Terjebak dengan sang CEO
Penulis:RICHA SEHGAL
GenreMiliarder
Terjebak dengan sang CEO
Setelah Keluarga Setiawan bangkrut, Tamara, yang terbiasa memperlakukan pekerjaan sebagai hidupnya, memutuskan untuk tidak pergi bekerja selama beberapa hari. Ia, bersama dengan Zulfikar, membantu mengurus pemakaman nenek Lala dan juga berbagai urusan lainnya.
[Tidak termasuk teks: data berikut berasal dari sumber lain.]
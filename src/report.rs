//! Reporting of stream progress and run results.
//!
//! The [`StreamConsumer`](crate::consumer::StreamConsumer) drives a single
//! [`Reporter`]. Several reporters are combined with [`MultiReporter`],
//! which forwards every callback to each of them in registration order.
//!
//! Available reporters:
//!
//! - [`ProgressReporter`]: one symbol per finished test, then failures,
//!   benchmarks, a summary line, coverage and the slowest tests
//! - [`JsonReporter`]: a single JSON document once the stream finishes
//! - [`StandardReporter`]: echoes `go test -v` style output with highlights
//! - [`JUnitReporter`]: writes a JUnit XML file
//! - [`PostRunReporter`]: runs a shell command with the run summary in its
//!   environment

pub mod format;
pub mod json;
pub mod junit;
pub mod post_run;
pub mod progress;
pub mod standard;

use async_trait::async_trait;

use crate::aggregation::Aggregation;
use crate::consumer::StreamError;
use crate::event::Event;
use crate::model::{BenchmarkRecord, CoverageRecord, TestRecord};

pub use format::{Palette, format_duration};
pub use json::JsonReporter;
pub use junit::JUnitReporter;
pub use post_run::PostRunReporter;
pub use progress::ProgressReporter;
pub use standard::StandardReporter;

/// A raw line of the stream as seen by reporters.
#[derive(Debug, Clone, Copy)]
pub enum StreamLine<'a> {
    /// A decoded JSON event.
    Event(&'a Event),

    /// Text that was not a JSON event.
    Diagnostic(&'a str),
}

/// Everything known once the stream has ended.
#[derive(Debug, Clone)]
pub struct StreamReport<'a> {
    /// Tests ordered by start time.
    pub tests: Vec<&'a TestRecord>,

    /// Coverage of every package, ordered by package.
    pub coverage: Vec<&'a CoverageRecord>,

    /// Benchmarks ordered by key.
    pub benchmarks: Vec<&'a BenchmarkRecord>,

    /// The full store, for derived views.
    pub aggregation: &'a Aggregation,
}

impl<'a> StreamReport<'a> {
    pub fn new(aggregation: &'a Aggregation) -> Self {
        Self {
            tests: aggregation.tests_by_start(),
            coverage: aggregation.all_coverage(),
            benchmarks: aggregation.benchmarks(),
            aggregation,
        }
    }
}

/// Receives callbacks while the stream is consumed.
#[async_trait]
pub trait Reporter: Send + Sync {
    /// Called for every raw line, before it is applied to the aggregation.
    async fn on_line(&self, _line: StreamLine<'_>) {}

    /// Called once per test when it reaches a terminal status, after its
    /// output has been post-processed.
    async fn on_test_finished(&self, test: &TestRecord);

    /// Called once when the stream ends normally.
    async fn on_stream_finished(&self, report: &StreamReport<'_>);

    /// Called instead of [`Reporter::on_stream_finished`] when the stream
    /// is aborted.
    async fn on_fatal_error(&self, _error: &StreamError) {}
}

/// A reporter that does nothing.
pub struct NullReporter;

#[async_trait]
impl Reporter for NullReporter {
    async fn on_test_finished(&self, _test: &TestRecord) {}
    async fn on_stream_finished(&self, _report: &StreamReport<'_>) {}
}

/// A reporter that combines multiple reporters.
pub struct MultiReporter {
    reporters: Vec<Box<dyn Reporter>>,
}

impl MultiReporter {
    pub fn new() -> Self {
        Self {
            reporters: Vec::new(),
        }
    }

    /// Add a reporter to the multi-reporter.
    pub fn with_reporter<R: Reporter + 'static>(mut self, reporter: R) -> Self {
        self.reporters.push(Box::new(reporter));
        self
    }

    pub fn len(&self) -> usize {
        self.reporters.len()
    }

    pub fn is_empty(&self) -> bool {
        self.reporters.is_empty()
    }
}

impl Default for MultiReporter {
    fn default() -> Self {
        Self::new()
    }
}

#[async_trait]
impl Reporter for MultiReporter {
    async fn on_line(&self, line: StreamLine<'_>) {
        for reporter in &self.reporters {
            reporter.on_line(line).await;
        }
    }

    async fn on_test_finished(&self, test: &TestRecord) {
        for reporter in &self.reporters {
            reporter.on_test_finished(test).await;
        }
    }

    async fn on_stream_finished(&self, report: &StreamReport<'_>) {
        for reporter in &self.reporters {
            reporter.on_stream_finished(report).await;
        }
    }

    async fn on_fatal_error(&self, error: &StreamError) {
        for reporter in &self.reporters {
            reporter.on_fatal_error(error).await;
        }
    }
}

#[cfg(test)]
mod tests {
    use super::*;
    use std::sync::{Arc, Mutex};

    struct Recorder {
        name: &'static str,
        calls: Arc<Mutex<Vec<String>>>,
    }

    #[async_trait]
    impl Reporter for Recorder {
        async fn on_test_finished(&self, test: &TestRecord) {
            self.calls
                .lock()
                .unwrap()
                .push(format!("{}:{}", self.name, test.name));
        }

        async fn on_stream_finished(&self, report: &StreamReport<'_>) {
            self.calls
                .lock()
                .unwrap()
                .push(format!("{}:done:{}", self.name, report.tests.len()));
        }

        async fn on_fatal_error(&self, error: &StreamError) {
            self.calls
                .lock()
                .unwrap()
                .push(format!("{}:fatal:{}", self.name, error));
        }
    }

    #[tokio::test]
    async fn test_multi_reporter_forwards_in_order() {
        let calls = Arc::new(Mutex::new(Vec::new()));
        let multi = MultiReporter::new()
            .with_reporter(Recorder {
                name: "a",
                calls: calls.clone(),
            })
            .with_reporter(Recorder {
                name: "b",
                calls: calls.clone(),
            });
        assert_eq!(multi.len(), 2);

        let test = TestRecord::new("p", "TestA", None);
        multi.on_test_finished(&test).await;

        let aggregation = Aggregation::default();
        multi
            .on_stream_finished(&StreamReport::new(&aggregation))
            .await;

        multi
            .on_fatal_error(&StreamError::BuildFailed("FAIL p [build failed]".into()))
            .await;

        let calls = calls.lock().unwrap();
        assert_eq!(
            *calls,
            vec![
                "a:TestA",
                "b:TestA",
                "a:done:0",
                "b:done:0",
                "a:fatal:build failed: FAIL p [build failed]",
                "b:fatal:build failed: FAIL p [build failed]",
            ]
        );
    }

    #[tokio::test]
    async fn test_null_reporter() {
        let reporter = NullReporter;
        let aggregation = Aggregation::default();

        reporter.on_line(StreamLine::Diagnostic("noise")).await;
        reporter
            .on_stream_finished(&StreamReport::new(&aggregation))
            .await;
    }
}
Pada hari ketika Lala menghilang, Tamara hanya pulang sebentar ke rumah untuk mengganti pakaiannya. Akan tetapi saat ia kembali, Lala telah pergi dari vila, dan ia tidak pernah berhasil menghubungi Lala sejak hari itu. Zulfikar juga meminta teman-temannya untuk turut membantu dalam mencari Lala, akan tetapi segala upaya tersebut sia-sia. Tamara khawatir bahwa Lala bisa saja memutuskan untuk bunuh diri saat ia menghilang. Karena itu ketika Tamara melihat Lala berada di dalam kafe, selamat dan sehat, ia memeluk sahabatnya itu erat-erat.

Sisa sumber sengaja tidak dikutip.